(PROBLEM TO SOLVE) Across the data below, how many lines hold "DbUpdateProduct"? Answer with that number and nothing else.
*** MATERIAL FOR THIS EXERCISE
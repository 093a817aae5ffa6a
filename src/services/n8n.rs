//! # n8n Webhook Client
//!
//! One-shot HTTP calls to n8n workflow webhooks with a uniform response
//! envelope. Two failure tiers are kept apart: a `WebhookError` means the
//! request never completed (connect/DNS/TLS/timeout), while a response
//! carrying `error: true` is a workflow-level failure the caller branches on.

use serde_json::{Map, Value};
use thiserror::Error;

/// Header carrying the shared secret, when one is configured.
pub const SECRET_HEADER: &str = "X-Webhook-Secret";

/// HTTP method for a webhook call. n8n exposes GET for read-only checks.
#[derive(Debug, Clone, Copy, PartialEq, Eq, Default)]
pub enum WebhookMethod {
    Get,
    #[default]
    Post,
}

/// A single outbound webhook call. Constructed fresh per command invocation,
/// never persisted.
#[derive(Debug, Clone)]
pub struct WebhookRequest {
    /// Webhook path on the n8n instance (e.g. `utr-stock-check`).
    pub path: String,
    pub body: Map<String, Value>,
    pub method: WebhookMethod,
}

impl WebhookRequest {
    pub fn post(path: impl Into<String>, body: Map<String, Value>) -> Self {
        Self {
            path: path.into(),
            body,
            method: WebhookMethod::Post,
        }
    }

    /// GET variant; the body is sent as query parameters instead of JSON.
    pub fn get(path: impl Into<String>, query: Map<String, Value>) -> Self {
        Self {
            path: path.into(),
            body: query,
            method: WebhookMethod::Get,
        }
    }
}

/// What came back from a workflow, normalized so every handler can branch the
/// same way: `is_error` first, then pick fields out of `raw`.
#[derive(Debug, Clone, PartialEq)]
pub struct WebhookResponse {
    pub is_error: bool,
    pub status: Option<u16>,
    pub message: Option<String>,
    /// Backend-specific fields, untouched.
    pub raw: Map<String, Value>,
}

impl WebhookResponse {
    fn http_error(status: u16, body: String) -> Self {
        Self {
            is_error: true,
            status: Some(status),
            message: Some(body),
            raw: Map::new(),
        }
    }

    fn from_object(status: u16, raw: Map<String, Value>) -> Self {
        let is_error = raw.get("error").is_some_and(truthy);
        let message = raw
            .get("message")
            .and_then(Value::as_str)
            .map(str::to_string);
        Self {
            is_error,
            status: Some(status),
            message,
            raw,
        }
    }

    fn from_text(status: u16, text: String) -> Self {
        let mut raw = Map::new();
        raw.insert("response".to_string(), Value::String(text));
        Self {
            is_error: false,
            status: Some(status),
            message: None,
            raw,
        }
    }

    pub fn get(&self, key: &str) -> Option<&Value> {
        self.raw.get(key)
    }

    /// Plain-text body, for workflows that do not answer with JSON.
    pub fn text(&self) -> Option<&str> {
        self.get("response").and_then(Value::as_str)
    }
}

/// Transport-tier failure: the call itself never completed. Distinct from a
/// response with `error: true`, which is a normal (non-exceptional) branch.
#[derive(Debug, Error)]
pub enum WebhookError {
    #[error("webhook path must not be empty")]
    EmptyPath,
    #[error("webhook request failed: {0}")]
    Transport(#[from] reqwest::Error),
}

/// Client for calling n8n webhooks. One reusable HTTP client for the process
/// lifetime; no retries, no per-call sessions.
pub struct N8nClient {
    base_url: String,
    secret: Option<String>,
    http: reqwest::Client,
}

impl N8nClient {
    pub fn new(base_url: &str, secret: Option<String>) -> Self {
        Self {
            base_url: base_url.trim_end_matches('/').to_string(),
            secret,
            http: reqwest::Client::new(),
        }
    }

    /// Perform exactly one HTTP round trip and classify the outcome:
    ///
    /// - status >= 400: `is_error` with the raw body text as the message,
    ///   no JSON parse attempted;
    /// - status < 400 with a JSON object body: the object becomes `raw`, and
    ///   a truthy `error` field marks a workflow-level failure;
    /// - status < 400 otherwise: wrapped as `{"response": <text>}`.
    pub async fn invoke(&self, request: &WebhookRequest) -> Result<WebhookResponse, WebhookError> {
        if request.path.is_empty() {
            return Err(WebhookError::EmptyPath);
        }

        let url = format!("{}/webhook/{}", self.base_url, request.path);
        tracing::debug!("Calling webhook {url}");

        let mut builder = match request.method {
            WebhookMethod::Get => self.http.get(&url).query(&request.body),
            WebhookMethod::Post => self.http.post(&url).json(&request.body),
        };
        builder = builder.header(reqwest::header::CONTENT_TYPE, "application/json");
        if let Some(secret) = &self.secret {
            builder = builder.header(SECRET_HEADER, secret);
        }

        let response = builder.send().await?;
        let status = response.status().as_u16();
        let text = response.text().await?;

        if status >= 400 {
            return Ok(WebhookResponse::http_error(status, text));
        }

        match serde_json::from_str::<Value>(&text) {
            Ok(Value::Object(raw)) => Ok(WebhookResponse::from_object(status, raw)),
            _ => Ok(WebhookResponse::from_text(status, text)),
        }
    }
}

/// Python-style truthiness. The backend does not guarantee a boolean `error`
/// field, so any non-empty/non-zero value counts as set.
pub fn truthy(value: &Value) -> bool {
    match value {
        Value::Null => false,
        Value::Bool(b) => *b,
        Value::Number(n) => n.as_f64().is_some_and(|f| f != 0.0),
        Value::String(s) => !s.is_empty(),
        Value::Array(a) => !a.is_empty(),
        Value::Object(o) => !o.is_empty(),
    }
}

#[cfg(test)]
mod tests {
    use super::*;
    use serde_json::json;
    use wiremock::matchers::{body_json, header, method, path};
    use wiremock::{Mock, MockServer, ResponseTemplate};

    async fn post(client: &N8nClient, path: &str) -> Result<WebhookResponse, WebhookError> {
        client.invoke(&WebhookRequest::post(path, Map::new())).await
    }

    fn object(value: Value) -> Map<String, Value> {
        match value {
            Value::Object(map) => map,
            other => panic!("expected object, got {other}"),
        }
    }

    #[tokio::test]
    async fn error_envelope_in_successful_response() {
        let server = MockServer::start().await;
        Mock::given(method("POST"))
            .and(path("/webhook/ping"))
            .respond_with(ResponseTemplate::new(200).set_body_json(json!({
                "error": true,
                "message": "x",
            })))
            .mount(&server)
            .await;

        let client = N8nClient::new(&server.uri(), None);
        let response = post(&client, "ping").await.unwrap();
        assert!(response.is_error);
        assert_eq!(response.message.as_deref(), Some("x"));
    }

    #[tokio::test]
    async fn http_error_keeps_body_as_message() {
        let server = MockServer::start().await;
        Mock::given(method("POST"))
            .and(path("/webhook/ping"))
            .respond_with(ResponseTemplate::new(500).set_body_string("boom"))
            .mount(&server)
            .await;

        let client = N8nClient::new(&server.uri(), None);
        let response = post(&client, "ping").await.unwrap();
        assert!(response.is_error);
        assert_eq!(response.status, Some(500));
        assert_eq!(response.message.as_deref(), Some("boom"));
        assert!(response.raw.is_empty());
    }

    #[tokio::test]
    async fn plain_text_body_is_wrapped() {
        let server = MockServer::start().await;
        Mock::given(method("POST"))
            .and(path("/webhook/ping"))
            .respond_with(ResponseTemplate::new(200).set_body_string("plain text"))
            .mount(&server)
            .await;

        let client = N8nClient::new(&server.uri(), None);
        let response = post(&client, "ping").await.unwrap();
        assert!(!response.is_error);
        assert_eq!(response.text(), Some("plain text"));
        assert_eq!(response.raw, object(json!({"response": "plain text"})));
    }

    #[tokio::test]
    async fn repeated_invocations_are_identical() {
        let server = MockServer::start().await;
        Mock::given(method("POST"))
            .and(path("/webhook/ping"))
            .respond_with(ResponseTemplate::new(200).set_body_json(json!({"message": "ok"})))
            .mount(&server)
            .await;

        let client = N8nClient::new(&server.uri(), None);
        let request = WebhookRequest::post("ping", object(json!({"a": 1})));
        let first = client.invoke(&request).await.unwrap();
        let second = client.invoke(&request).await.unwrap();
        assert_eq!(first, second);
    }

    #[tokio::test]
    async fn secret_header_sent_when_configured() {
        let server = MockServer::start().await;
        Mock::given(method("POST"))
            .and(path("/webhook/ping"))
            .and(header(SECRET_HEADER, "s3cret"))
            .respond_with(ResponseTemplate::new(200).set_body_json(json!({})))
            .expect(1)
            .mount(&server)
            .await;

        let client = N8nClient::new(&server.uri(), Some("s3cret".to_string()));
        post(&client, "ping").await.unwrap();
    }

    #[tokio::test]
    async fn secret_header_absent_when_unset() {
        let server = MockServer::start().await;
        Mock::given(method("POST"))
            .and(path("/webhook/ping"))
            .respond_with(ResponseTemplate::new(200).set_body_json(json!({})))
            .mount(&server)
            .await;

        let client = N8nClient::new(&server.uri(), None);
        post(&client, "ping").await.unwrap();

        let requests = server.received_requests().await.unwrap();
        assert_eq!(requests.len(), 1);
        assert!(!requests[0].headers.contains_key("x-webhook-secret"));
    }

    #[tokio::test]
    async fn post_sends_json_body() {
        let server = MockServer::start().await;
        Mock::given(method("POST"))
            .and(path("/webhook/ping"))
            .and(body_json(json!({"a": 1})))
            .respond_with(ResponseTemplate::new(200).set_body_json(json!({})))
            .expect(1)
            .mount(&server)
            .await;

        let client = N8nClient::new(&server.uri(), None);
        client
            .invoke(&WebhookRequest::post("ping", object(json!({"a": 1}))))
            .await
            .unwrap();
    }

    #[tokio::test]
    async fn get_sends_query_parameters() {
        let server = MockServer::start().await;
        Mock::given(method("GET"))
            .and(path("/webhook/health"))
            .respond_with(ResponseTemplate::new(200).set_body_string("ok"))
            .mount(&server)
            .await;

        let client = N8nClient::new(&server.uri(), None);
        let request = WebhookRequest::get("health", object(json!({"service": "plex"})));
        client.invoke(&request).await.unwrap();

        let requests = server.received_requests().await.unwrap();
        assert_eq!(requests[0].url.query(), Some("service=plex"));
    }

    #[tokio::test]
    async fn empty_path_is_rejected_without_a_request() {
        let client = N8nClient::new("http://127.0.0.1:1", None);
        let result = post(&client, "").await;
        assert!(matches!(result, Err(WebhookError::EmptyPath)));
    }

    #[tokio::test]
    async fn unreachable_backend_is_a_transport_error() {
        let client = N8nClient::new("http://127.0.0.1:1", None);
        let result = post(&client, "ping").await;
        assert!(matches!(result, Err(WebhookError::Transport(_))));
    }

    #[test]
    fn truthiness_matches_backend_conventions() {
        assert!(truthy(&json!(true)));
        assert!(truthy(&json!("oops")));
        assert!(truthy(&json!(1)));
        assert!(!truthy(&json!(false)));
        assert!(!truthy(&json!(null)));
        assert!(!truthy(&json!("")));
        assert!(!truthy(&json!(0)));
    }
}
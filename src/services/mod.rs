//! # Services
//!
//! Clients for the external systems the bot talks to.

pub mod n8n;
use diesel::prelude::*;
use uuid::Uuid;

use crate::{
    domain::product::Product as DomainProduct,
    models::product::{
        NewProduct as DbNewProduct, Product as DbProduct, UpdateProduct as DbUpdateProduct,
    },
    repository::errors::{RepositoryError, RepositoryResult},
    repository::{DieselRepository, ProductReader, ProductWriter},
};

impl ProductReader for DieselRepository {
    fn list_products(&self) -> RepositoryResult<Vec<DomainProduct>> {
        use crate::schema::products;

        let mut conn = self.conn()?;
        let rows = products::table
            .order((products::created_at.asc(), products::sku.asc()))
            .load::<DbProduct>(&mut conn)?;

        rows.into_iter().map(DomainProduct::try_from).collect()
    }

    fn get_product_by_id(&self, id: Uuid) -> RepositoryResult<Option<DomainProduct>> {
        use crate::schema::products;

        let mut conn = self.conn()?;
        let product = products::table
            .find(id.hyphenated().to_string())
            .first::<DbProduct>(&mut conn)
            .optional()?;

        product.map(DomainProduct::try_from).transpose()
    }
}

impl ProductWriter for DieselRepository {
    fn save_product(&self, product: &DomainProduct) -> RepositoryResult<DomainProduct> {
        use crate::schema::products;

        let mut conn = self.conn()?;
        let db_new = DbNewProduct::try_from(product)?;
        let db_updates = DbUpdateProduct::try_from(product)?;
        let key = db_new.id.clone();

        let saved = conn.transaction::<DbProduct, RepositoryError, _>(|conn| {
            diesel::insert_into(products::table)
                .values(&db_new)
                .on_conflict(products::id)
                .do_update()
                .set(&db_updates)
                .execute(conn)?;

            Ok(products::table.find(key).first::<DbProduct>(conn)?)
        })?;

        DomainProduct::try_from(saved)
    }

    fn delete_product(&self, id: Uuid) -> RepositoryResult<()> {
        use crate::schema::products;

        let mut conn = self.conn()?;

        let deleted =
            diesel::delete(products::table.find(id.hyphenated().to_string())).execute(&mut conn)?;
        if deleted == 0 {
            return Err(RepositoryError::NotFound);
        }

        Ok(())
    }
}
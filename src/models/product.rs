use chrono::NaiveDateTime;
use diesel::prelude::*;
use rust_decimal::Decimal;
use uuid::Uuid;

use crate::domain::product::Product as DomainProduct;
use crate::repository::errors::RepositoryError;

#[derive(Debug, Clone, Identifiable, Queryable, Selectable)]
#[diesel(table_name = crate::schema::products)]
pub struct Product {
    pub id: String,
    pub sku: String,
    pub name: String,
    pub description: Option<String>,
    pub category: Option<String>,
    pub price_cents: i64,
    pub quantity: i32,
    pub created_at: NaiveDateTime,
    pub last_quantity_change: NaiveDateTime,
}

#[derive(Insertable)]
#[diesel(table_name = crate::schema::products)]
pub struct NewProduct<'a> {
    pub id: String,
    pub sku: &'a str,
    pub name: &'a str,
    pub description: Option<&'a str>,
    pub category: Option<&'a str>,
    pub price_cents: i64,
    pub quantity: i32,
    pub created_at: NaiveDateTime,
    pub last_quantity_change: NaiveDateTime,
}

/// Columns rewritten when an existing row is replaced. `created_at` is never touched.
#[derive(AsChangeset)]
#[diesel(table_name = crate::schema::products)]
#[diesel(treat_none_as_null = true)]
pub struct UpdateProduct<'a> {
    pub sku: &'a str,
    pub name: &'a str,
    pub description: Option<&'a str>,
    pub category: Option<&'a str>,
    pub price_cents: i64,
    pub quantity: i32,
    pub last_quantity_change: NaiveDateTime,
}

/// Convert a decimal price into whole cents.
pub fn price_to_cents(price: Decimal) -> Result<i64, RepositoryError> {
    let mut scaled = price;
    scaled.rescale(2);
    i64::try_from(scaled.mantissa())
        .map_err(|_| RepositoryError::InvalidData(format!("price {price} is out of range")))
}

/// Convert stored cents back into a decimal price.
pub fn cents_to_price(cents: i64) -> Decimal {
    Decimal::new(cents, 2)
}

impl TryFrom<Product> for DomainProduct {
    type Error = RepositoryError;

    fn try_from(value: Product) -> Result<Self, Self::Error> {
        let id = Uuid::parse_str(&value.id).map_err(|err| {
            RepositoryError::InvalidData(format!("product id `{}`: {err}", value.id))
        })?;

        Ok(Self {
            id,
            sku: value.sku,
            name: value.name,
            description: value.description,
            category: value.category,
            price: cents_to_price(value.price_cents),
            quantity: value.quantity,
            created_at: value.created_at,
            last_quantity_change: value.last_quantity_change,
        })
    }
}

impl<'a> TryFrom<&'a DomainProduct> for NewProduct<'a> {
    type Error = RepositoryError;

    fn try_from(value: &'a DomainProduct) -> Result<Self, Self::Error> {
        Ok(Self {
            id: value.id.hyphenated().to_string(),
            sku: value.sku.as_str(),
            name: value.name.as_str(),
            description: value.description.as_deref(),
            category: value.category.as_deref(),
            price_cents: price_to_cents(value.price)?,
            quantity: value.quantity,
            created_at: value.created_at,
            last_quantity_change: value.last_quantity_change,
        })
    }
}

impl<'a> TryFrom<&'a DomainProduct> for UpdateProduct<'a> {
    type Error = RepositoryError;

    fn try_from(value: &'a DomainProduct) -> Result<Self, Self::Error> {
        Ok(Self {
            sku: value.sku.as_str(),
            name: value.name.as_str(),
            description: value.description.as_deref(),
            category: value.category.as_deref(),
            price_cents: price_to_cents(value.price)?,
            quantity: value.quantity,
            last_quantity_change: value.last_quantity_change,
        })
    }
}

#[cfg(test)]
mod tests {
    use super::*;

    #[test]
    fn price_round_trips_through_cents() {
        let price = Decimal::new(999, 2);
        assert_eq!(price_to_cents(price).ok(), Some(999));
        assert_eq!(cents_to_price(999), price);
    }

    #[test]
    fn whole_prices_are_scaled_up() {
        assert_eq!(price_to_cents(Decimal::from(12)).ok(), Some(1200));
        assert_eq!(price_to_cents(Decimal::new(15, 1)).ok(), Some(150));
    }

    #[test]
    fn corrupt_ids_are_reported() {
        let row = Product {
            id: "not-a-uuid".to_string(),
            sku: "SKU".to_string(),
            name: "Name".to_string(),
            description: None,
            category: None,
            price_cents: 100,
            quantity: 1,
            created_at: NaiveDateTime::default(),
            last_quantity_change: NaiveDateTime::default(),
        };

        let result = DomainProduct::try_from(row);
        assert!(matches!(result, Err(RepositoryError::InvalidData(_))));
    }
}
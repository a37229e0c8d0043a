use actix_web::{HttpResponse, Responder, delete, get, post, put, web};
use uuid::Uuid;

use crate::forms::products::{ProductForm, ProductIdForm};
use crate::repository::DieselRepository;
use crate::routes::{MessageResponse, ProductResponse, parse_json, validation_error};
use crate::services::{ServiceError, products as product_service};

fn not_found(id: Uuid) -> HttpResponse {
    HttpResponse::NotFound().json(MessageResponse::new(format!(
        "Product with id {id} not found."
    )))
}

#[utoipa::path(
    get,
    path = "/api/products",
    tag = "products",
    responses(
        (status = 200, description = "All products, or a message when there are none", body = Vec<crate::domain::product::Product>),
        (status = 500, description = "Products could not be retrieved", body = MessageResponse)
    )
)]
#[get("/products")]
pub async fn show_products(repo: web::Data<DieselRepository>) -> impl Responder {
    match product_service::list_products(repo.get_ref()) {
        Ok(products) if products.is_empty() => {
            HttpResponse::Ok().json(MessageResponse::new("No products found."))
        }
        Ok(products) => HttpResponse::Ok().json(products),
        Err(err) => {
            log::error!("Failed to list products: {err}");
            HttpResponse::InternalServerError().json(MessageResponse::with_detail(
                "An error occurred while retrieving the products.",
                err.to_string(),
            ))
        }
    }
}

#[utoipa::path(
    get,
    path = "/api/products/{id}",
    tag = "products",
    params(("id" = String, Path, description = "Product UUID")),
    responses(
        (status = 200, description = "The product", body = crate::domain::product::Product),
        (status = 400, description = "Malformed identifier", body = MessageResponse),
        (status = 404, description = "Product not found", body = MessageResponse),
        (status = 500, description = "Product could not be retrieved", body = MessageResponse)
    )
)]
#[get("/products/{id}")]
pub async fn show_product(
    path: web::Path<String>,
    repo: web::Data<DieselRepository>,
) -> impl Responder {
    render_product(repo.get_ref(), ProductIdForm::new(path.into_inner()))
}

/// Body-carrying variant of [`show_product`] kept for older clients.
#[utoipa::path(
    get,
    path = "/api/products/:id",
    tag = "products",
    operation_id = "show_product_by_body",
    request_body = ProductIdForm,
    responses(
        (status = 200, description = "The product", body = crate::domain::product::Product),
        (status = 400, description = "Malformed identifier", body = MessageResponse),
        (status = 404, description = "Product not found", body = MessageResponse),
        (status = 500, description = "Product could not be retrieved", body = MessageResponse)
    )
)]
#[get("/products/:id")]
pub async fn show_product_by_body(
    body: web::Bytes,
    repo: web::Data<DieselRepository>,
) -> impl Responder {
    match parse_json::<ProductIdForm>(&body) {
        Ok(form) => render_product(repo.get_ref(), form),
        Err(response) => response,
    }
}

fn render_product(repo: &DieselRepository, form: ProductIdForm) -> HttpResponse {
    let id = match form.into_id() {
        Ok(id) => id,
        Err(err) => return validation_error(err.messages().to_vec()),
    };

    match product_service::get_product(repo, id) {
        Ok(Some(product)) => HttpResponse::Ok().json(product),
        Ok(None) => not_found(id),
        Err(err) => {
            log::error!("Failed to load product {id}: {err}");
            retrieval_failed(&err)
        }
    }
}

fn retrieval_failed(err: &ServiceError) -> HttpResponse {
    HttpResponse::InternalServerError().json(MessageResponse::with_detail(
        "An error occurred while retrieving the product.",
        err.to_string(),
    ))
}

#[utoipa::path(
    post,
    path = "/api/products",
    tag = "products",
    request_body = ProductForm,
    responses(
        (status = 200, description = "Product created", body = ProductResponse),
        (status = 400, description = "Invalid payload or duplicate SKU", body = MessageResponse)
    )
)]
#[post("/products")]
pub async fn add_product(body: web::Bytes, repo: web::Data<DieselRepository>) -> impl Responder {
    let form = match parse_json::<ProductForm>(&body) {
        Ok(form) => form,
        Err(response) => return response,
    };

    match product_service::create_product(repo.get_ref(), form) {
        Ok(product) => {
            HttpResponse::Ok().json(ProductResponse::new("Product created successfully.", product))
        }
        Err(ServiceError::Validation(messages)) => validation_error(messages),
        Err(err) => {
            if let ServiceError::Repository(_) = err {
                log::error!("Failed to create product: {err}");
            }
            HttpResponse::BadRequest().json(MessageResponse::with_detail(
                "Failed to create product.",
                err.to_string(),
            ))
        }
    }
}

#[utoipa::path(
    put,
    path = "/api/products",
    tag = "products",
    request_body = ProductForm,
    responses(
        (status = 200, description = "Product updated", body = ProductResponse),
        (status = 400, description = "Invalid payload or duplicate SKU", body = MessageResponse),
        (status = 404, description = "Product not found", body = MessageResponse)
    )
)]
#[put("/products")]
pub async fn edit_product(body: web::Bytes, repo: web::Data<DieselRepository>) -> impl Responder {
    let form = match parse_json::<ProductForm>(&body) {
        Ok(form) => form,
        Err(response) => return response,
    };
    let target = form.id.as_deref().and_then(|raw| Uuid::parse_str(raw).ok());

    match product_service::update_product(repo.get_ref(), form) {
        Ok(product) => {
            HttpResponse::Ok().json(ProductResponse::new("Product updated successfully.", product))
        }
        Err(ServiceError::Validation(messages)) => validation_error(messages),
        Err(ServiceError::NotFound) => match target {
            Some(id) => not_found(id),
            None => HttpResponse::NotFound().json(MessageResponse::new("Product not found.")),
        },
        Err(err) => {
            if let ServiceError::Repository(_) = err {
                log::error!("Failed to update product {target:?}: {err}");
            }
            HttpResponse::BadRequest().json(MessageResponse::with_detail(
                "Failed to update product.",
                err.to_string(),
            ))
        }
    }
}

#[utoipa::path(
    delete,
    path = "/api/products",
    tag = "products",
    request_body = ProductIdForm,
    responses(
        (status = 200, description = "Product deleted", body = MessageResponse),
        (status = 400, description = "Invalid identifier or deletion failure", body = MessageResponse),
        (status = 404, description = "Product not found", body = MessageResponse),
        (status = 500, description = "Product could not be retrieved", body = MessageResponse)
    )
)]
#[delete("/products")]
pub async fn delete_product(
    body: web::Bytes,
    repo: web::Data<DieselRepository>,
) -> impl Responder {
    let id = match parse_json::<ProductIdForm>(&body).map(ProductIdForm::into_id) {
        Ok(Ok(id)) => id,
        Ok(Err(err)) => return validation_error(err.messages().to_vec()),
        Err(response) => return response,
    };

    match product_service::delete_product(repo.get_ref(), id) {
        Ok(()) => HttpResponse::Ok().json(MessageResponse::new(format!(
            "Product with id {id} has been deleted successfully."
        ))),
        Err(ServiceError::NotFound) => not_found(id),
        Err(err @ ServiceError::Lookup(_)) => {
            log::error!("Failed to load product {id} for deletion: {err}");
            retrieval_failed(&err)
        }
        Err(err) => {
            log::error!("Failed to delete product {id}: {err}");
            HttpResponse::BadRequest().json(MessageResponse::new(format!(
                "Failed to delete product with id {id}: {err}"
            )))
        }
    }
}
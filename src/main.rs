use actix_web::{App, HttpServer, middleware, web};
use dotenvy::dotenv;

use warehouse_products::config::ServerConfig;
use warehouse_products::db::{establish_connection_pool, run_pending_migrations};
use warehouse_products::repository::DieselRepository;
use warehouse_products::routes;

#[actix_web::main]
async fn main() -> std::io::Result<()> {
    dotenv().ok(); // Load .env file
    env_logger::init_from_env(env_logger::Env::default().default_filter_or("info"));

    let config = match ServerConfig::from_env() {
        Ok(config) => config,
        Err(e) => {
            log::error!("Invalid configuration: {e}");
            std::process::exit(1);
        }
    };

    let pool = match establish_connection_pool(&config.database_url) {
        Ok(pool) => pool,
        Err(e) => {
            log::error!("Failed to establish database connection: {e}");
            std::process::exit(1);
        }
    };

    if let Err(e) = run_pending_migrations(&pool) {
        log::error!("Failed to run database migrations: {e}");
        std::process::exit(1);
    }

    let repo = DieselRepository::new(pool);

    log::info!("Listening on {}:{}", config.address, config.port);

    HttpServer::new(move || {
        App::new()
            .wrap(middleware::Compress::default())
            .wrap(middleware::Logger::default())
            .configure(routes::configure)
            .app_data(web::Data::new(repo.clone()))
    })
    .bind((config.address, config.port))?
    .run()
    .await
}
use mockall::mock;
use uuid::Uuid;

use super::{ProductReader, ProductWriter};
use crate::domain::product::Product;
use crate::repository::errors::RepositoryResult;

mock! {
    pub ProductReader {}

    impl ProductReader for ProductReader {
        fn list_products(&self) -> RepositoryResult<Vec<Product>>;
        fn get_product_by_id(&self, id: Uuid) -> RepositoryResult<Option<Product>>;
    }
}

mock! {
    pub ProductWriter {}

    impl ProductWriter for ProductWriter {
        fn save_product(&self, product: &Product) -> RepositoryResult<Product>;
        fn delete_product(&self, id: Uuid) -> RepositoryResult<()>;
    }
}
******
(RESPONSE AREA) 2